## RECORDS FOR PROCESSING
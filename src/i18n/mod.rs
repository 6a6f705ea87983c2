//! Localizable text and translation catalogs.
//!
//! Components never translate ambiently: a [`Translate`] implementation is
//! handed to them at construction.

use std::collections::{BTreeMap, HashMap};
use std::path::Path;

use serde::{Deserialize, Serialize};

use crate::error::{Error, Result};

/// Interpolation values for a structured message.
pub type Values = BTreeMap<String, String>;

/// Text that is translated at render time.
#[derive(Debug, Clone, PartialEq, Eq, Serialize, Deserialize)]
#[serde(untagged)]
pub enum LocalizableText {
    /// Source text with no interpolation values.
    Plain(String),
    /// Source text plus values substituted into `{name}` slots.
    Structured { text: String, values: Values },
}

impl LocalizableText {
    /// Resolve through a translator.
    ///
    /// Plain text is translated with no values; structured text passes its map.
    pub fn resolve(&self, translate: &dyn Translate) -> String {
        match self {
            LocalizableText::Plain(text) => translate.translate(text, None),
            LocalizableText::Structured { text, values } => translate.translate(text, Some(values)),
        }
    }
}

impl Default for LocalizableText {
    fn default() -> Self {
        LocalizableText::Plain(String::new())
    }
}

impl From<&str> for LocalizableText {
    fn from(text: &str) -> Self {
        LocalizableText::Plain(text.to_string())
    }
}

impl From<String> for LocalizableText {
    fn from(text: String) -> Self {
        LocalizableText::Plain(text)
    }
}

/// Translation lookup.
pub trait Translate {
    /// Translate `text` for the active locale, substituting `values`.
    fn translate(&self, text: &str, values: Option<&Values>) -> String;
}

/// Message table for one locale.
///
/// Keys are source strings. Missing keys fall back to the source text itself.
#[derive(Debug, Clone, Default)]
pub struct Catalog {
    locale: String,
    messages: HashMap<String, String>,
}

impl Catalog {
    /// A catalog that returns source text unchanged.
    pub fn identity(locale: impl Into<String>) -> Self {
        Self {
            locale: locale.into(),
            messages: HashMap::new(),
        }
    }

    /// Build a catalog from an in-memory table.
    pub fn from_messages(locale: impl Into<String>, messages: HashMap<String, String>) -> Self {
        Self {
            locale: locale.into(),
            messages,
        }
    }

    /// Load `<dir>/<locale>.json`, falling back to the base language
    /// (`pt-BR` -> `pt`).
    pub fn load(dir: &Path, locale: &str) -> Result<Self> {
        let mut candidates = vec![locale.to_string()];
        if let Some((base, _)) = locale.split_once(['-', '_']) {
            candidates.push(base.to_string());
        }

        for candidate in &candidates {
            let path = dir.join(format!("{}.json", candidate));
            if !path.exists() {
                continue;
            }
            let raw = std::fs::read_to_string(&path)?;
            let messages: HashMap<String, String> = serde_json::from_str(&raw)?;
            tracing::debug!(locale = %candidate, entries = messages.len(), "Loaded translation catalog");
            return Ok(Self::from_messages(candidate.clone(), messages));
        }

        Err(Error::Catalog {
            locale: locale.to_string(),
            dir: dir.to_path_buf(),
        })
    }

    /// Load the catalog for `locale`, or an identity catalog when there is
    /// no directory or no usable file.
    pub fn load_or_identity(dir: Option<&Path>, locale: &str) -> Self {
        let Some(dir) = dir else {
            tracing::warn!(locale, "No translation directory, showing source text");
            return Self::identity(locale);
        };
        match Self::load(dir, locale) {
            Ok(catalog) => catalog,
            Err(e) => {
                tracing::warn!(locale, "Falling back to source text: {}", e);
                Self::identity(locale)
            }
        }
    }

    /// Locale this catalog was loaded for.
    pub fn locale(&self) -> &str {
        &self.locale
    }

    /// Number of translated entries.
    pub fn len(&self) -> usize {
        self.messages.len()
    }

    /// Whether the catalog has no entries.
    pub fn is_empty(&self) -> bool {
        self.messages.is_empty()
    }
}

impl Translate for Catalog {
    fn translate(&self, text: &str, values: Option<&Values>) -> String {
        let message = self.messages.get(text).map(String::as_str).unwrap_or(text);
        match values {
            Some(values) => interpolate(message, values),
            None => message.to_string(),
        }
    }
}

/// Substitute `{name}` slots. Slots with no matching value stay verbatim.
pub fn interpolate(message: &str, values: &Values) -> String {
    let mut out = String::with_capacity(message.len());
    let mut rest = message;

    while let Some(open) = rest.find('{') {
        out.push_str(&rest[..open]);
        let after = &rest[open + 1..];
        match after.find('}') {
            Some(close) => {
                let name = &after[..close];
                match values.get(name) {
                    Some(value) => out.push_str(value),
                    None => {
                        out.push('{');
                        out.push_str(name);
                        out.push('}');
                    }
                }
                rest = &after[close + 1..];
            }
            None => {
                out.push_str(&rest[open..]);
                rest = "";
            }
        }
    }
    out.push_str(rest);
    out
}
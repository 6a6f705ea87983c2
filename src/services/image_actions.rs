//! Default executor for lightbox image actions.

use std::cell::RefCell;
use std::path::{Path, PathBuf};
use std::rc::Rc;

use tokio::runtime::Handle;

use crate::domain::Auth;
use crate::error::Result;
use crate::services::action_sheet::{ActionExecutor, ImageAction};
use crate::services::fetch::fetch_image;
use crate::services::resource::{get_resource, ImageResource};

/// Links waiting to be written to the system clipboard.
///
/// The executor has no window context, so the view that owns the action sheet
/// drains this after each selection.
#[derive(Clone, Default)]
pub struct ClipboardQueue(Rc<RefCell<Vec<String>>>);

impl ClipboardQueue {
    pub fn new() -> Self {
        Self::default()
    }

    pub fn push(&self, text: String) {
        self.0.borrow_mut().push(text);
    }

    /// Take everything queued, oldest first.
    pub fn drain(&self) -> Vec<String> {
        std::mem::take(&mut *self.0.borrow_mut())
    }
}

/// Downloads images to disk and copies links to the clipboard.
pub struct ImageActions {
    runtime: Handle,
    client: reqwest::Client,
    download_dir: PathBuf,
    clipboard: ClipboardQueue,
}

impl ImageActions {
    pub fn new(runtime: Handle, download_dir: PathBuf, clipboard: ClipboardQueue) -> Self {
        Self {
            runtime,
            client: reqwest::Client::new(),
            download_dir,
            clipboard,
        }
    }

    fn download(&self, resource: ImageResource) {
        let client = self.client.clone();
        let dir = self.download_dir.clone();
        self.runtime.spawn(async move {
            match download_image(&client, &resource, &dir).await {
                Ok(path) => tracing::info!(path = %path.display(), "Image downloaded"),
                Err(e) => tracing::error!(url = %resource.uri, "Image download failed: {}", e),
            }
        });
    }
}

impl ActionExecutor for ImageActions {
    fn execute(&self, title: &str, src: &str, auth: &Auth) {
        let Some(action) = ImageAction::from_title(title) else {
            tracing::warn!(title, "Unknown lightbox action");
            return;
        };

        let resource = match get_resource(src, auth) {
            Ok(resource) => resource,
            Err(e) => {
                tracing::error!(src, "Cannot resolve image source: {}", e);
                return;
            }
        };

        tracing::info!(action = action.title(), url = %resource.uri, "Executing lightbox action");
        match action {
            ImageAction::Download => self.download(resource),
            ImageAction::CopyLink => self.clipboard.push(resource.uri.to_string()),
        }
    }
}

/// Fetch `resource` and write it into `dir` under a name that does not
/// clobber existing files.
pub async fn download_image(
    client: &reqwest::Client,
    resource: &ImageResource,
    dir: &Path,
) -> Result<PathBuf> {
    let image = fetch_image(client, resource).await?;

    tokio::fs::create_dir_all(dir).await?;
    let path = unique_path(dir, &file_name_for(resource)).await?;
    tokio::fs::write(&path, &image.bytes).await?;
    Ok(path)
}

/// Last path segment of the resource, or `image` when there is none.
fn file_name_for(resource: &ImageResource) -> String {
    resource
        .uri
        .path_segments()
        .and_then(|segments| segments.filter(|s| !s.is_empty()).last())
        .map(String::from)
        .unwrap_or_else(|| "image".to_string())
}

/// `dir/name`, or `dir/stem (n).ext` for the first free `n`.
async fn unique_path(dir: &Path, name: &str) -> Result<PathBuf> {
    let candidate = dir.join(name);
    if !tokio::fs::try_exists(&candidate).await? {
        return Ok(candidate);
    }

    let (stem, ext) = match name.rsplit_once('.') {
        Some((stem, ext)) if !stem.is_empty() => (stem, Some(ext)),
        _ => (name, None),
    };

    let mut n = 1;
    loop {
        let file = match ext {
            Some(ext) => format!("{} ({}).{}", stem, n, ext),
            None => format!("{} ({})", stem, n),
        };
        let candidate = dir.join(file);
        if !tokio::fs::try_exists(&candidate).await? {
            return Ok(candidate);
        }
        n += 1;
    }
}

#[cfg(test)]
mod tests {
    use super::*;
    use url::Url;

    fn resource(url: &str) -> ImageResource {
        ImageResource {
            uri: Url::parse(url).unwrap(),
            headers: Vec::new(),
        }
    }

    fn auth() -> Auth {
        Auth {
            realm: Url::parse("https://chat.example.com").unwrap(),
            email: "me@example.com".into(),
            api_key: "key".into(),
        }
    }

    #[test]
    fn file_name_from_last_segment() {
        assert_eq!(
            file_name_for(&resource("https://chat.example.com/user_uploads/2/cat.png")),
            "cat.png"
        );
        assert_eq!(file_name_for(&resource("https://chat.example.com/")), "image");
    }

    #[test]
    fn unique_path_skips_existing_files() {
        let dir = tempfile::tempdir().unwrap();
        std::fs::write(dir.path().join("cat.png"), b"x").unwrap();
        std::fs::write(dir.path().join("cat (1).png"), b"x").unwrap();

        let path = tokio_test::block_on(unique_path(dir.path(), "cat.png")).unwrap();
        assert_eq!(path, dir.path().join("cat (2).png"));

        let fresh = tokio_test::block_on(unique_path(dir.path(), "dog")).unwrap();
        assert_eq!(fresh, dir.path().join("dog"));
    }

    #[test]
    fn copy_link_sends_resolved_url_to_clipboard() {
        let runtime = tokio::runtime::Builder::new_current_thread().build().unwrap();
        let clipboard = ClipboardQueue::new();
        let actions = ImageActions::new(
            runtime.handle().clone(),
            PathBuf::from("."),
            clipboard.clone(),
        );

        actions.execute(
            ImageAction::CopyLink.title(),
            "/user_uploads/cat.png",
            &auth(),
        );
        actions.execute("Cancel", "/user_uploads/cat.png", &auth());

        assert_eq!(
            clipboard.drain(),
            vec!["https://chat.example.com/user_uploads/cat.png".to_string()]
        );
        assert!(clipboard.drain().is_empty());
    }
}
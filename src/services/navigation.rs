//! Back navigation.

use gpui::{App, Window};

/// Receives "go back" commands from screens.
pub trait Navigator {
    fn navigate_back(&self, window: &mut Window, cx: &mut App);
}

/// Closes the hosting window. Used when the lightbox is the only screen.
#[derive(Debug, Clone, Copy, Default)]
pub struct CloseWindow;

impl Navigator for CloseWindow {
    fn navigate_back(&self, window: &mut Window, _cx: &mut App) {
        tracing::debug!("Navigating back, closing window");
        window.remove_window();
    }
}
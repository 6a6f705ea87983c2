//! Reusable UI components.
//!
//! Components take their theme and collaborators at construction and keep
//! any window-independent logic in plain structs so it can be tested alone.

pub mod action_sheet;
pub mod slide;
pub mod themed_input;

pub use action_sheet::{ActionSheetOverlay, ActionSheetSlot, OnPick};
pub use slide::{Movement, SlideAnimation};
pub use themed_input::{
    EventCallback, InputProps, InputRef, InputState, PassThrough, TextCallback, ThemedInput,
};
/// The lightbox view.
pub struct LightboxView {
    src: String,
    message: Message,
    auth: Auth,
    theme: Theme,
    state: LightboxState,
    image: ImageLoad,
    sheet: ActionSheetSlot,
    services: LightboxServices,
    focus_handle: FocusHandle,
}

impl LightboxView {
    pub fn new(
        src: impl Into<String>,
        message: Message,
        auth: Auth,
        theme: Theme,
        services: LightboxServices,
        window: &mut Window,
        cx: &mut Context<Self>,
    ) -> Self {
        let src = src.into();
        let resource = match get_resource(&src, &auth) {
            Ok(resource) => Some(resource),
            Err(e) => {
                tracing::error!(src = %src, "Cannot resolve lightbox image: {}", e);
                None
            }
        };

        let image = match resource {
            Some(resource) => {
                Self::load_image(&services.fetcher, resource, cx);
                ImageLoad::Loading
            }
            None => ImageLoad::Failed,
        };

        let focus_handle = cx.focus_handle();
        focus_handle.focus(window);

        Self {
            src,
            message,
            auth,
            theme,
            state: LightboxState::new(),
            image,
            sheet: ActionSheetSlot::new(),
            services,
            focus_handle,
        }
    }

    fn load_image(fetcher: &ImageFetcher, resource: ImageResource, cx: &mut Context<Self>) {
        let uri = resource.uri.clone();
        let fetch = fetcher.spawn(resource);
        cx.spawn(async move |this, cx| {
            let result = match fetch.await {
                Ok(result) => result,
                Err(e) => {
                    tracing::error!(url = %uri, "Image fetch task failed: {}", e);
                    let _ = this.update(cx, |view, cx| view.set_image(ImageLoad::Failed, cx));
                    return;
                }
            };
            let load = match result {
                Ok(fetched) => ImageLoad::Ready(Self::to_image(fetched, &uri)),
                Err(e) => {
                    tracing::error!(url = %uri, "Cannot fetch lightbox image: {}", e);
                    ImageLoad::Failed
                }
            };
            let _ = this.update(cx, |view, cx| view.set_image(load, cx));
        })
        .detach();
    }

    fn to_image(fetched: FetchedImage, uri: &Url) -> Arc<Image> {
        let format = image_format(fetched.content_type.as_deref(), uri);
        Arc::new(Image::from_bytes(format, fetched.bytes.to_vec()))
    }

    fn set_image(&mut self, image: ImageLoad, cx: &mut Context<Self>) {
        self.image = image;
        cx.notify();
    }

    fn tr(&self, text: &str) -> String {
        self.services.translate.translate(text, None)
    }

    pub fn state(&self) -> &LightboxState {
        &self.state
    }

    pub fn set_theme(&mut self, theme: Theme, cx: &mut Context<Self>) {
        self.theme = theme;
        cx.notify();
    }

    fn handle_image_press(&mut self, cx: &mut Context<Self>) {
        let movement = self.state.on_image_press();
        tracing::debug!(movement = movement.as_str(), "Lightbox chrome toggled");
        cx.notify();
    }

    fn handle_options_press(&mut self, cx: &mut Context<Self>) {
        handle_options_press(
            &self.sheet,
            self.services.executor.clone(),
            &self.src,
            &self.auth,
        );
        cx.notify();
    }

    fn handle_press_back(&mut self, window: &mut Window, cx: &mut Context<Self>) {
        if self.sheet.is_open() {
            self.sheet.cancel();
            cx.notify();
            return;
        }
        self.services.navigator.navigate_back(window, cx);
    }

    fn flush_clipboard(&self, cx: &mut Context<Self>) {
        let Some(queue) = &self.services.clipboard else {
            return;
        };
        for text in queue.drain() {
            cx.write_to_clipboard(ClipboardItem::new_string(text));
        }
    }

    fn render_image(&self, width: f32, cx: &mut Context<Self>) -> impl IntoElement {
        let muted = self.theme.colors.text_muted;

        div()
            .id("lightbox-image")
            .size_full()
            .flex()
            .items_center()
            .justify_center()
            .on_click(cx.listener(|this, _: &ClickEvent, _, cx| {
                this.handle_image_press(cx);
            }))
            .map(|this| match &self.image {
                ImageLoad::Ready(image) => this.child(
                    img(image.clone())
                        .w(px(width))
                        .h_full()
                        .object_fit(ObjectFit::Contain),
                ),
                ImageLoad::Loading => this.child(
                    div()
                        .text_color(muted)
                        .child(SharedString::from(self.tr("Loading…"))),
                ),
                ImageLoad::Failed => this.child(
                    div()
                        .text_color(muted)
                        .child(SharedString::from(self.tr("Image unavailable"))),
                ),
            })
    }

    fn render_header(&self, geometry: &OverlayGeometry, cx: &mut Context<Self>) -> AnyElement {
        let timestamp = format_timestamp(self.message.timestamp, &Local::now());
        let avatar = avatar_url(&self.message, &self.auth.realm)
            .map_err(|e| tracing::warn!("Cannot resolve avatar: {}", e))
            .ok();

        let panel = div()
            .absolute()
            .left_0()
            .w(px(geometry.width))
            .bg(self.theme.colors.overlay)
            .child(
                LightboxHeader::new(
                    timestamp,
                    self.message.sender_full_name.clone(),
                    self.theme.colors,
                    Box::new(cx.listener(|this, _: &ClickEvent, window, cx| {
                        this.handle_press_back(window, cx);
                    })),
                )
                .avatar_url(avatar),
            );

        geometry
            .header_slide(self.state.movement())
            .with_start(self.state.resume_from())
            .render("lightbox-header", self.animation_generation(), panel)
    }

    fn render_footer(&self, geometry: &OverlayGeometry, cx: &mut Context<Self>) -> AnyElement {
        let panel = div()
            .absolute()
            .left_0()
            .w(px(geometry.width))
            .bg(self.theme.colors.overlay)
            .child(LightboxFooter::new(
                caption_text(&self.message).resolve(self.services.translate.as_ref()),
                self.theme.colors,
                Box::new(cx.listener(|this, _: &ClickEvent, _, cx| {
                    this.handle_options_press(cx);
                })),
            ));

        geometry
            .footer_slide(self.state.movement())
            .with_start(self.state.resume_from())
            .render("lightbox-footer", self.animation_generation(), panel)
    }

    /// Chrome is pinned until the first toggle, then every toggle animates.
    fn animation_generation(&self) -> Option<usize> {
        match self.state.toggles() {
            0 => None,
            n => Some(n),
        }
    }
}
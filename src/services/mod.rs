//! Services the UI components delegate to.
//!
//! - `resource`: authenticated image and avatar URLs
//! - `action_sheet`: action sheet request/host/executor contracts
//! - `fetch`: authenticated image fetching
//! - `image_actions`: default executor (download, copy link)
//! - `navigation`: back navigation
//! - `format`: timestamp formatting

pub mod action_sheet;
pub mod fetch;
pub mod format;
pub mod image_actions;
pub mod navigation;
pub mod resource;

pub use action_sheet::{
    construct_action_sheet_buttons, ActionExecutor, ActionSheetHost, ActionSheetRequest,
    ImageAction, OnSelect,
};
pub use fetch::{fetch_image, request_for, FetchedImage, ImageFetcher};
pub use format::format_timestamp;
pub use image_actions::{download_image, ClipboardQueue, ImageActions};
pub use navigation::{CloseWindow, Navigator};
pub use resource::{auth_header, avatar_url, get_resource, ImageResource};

## WORK INSTRUCTION
Scan the listing above. Gather each line that contains the word "chat".

## REPLY
            realm: Url::parse("https://chat.example.com").unwrap(),
            file_name_for(&resource("https://chat.example.com/user_uploads/2/cat.png")),
        assert_eq!(file_name_for(&resource("https://chat.example.com/")), "image");
            vec!["https://chat.example.com/user_uploads/cat.png".to_string()]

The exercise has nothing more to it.